Writing advice from 1916—Part I

Posted by: Scott    Tags:  old books, old magazines    Posted date:  June 16, 2008  |  No comment


I previously shared the wisdom of Dr. J. Berg Esenwein in excerpts from his 1908 manual, Writing the Short-Story: A Practical Handbook on the Rise, Structure, Writing and Sale of the Modern Short-Story. (To revisit that advice, click on the tag below to see all eight installments.) But Esenwein clearly had more that he wanted to tell us, because he bothered to write a follow-up book in 1916, Writing for the Magazines.

WritingfortheMagazinesEsenwein

“Magazine writing, it must constantly be reiterated, is both an art and a craft,” or so he wrote in his more recent book. “This volume is offered in a friendly spirit to all writers who need help in either the one or the other phase of authorship.”
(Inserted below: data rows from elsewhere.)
//! Contracts of the external 2D drawing surface and hot-region collector.
//!
//! The 3D renderers never rasterise anything themselves. They produce paths
//! and paints in absolute pixel coordinates and hand them to a
//! [`DrawingSurface`]; shapes used for hit-testing go to a
//! [`HotRegionCollector`]. Both are append-only and single-threaded.

use crate::{Color, Paint, Path, Rect, Stroke, Style, Vec2};

/// Anti-aliasing mode of a drawing surface.
#[derive(Debug, Clone, Copy, PartialEq, Eq, Default)]
pub enum AntiAliasing {
    /// No smoothing.
    None,
    /// Smooth text only.
    Text,
    /// Smooth shapes only.
    Graphics,
    /// Smooth everything.
    #[default]
    All,
}

impl AntiAliasing {
    /// Whether shapes are smoothed.
    pub fn smooths_graphics(self) -> bool {
        matches!(self, Self::Graphics | Self::All)
    }

    /// Same mode with shape smoothing switched off.
    pub fn without_graphics(self) -> Self {
        match self {
            Self::All | Self::Text => Self::Text,
            Self::Graphics | Self::None => Self::None,
        }
    }
}

/// Shape of a flat marker.
#[derive(Debug, Clone, Copy, PartialEq, Eq, Default)]
pub enum MarkerShape {
    #[default]
    None,
    Square,
    Circle,
    Diamond,
    Triangle,
    Cross,
    Star4,
    Star5,
    Star6,
    Star10,
}

impl MarkerShape {
    /// Shape for a numeric style code, `None` for unknown codes.
    pub fn from_code(code: u8) -> Option<Self> {
        Some(match code {
            0 => Self::None,
            1 => Self::Square,
            2 => Self::Circle,
            3 => Self::Diamond,
            4 => Self::Triangle,
            5 => Self::Cross,
            6 => Self::Star4,
            7 => Self::Star5,
            8 => Self::Star6,
            9 => Self::Star10,
            _ => return None,
        })
    }
}

/// A flat marker as drawn by the surface itself.
#[derive(Debug, Clone, PartialEq)]
pub struct Marker2D {
    pub shape: MarkerShape,
    /// Diameter in pixels
    pub size: f32,
    pub color: Color,
    pub border: Option<Stroke>,
    /// Image drawn instead of the shape
    pub image: Option<String>,
}

/// The 2D drawing surface the renderers paint on.
pub trait DrawingSurface {
    /// Fill a path with a paint.
    fn fill_path(&mut self, path: &Path, paint: &Paint);

    /// Outline a path.
    fn stroke_path(&mut self, path: &Path, stroke: &Stroke);

    /// Draw a flat marker centred on `center`.
    fn draw_marker(&mut self, center: Vec2, marker: &Marker2D);

    /// Current anti-aliasing mode.
    fn anti_aliasing(&self) -> AntiAliasing;

    /// Change the anti-aliasing mode.
    fn set_anti_aliasing(&mut self, mode: AntiAliasing);

    /// Straight line between two points.
    fn draw_line(&mut self, from: Vec2, to: Vec2, stroke: &Stroke) {
        self.stroke_path(&Path::polyline(&[from, to]), stroke);
    }

    /// Fill then outline a path.
    fn draw_styled(&mut self, path: &Path, style: &Style) {
        if let Some(paint) = &style.fill
            && style.has_fill()
        {
            self.fill_path(path, paint);
        }
        if let Some(stroke) = &style.stroke
            && stroke.is_visible()
        {
            self.stroke_path(path, stroke);
        }
    }

    /// Chart-relative point to absolute pixels.
    fn to_absolute(&self, point: Vec2) -> Vec2 {
        point
    }

    /// Absolute pixels to a chart-relative point.
    fn to_relative(&self, point: Vec2) -> Vec2 {
        point
    }

    /// Chart-relative rectangle to absolute pixels.
    fn to_absolute_rect(&self, rect: Rect) -> Rect {
        Rect::from_corners(
            self.to_absolute(rect.position()),
            self.to_absolute(Vec2::new(rect.right(), rect.bottom())),
        )
    }

    /// Absolute rectangle to chart-relative coordinates.
    fn to_relative_rect(&self, rect: Rect) -> Rect {
        Rect::from_corners(
            self.to_relative(rect.position()),
            self.to_relative(Vec2::new(rect.right(), rect.bottom())),
        )
    }
}

/// Kind of chart element a hot region belongs to.
#[derive(Debug, Clone, Copy, PartialEq, Eq, Hash)]
pub enum ChartElementKind {
    DataPoint,
    Marker,
    Axis,
    Gridlines,
    StripLine,
    BackWall,
    SideWall,
    Floor,
}

/// Object a hot region resolves to.
#[derive(Debug, Clone, PartialEq)]
pub enum HotRegionOwner {
    /// A single data point of a series.
    DataPoint {
        series: String,
        point_index: usize,
    },
    /// An aggregate shape that only carries display text.
    Tooltip { text: String },
    /// A named non-data element (axis, wall).
    Element { name: String },
}

/// Registry of hit-testable shapes.
pub trait HotRegionCollector {
    /// Register a path.
    fn add_path(&mut self, path: &Path, kind: ChartElementKind, owner: &HotRegionOwner);

    /// Register an axis-aligned rectangle.
    fn add_rect(&mut self, rect: Rect, kind: ChartElementKind, owner: &HotRegionOwner) {
        let mut builder = crate::PathBuilder::new();
        builder.rect(rect);
        self.add_path(&builder.build(), kind, owner);
    }
}

#[cfg(test)]
mod tests {
    use super::*;

    #[test]
    fn test_marker_codes() {
        assert_eq!(MarkerShape::from_code(2), Some(MarkerShape::Circle));
        assert_eq!(MarkerShape::from_code(9), Some(MarkerShape::Star10));
        assert_eq!(MarkerShape::from_code(10), None);
    }

    #[test]
    fn test_anti_aliasing_modes() {
        assert!(AntiAliasing::All.smooths_graphics());
        assert!(!AntiAliasing::Text.smooths_graphics());
        assert_eq!(AntiAliasing::All.without_graphics(), AntiAliasing::Text);
        assert_eq!(AntiAliasing::Graphics.without_graphics(), AntiAliasing::None);
    }
}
I note that the previous owner of this copy looked at that advice with a jaundiced eye, because written by hand beneath the title is now the suggested subtitle, “or, How to be a Hack.” (See image at right.) Of course, perhaps being thought a hack was something devoutly to be wished 92 years ago!
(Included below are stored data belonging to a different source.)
//! Axis-aligned rectangles in surface coordinates.

use glam::Vec2;

/// A rectangle with its origin at the top-left corner (Y grows downward).
#[derive(Debug, Clone, Copy, PartialEq, Default)]
pub struct Rect {
    /// X position (left)
    pub x: f32,
    /// Y position (top)
    pub y: f32,
    /// Width
    pub width: f32,
    /// Height
    pub height: f32,
}

impl Rect {
    /// Create a new rect.
    pub const fn new(x: f32, y: f32, width: f32, height: f32) -> Self {
        Self {
            x,
            y,
            width,
            height,
        }
    }

    /// Create from two opposite corners in any order.
    pub fn from_corners(a: Vec2, b: Vec2) -> Self {
        let min = a.min(b);
        let max = a.max(b);
        Self::new(min.x, min.y, max.x - min.x, max.y - min.y)
    }

    /// Smallest rect containing every point, `None` for an empty slice.
    pub fn bounding(points: &[Vec2]) -> Option<Self> {
        let first = *points.first()?;
        let (min, max) = points
            .iter()
            .fold((first, first), |(min, max), p| (min.min(*p), max.max(*p)));
        Some(Self::from_corners(min, max))
    }

    /// Top-left corner.
    pub fn position(&self) -> Vec2 {
        Vec2::new(self.x, self.y)
    }

    /// Size as a vector.
    pub fn size(&self) -> Vec2 {
        Vec2::new(self.width, self.height)
    }

    /// Center point.
    pub fn center(&self) -> Vec2 {
        Vec2::new(self.x + self.width * 0.5, self.y + self.height * 0.5)
    }

    /// Right edge.
    pub fn right(&self) -> f32 {
        self.x + self.width
    }

    /// Bottom edge.
    pub fn bottom(&self) -> f32 {
        self.y + self.height
    }

    /// Grow the rect by `dx` on the left and right and `dy` on the top and bottom.
    pub fn inflate(&self, dx: f32, dy: f32) -> Self {
        Self::new(
            self.x - dx,
            self.y - dy,
            self.width + dx * 2.0,
            self.height + dy * 2.0,
        )
    }

    /// Check if a point is inside the rect (edges included).
    pub fn contains(&self, point: Vec2) -> bool {
        point.x >= self.x
            && point.x <= self.right()
            && point.y >= self.y
            && point.y <= self.bottom()
    }
}
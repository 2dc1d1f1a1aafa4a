//! chart3d geometry - the 2D vocabulary of the chart3d renderers
//!
//! This crate provides:
//! - Colors, rectangles, paths and path builders
//! - Paints (solid, linear and radial gradients) and strokes
//! - Bezier curves, cardinal splines and lyon-backed flattening
//! - Stroke widening for hit-testable outlines
//! - The contracts of the external drawing surface and hot-region collector
//!
//! # Example
//!
//! ```ignore
//! use chart3d_geometry::*;
//!
//! let mut builder = PathBuilder::new();
//! builder.polygon(&[Vec2::ZERO, Vec2::new(10.0, 0.0), Vec2::new(10.0, 10.0)]);
//! surface.fill_path(&builder.build(), &Paint::solid(Color::RED));
//! ```

mod canvas;
mod color;
mod curve;
mod paint;
mod path;
mod rect;
mod stroke;
mod style;
mod widen;

pub use canvas::*;
pub use color::*;
pub use curve::*;
pub use paint::*;
pub use path::*;
pub use rect::*;
pub use stroke::*;
pub use style::*;
pub use widen::*;

pub use glam::{Vec2, Vec3};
Here are some rules Dr. J. Berg Esenwein would have you remember:

Don’t think of yourself as a poet, and don’t dress the part.

Don’t classify yourself as a member of any special school or group.

Don’t call your quarters a garret or a studio.

Don’t frequent exclusively the company of writers.

Don’t think of any class of work that you feel moved to do as either beneath you or above you.

Don’t complain of lack of appreciation. (In the long run no really good published work can escape appreciation.)

Don’t think you are entitled to any special rights, privileges, and immunities as a literary person, or have any more reason to consider your possible lack of fame as a grievance against the world than has any shipping-clerk or traveling salesman.

Don’t speak of poetic license or believe that there is any such thing.

Don’t have your book published at your expense by any house that makes a practice of publishing at the author’s expense.

Don’t write what everybody else is writing.

I find that next-to-last rule particularly amusing, since even today we’re still having to remind beginning writers of the fact that money flows toward the writer!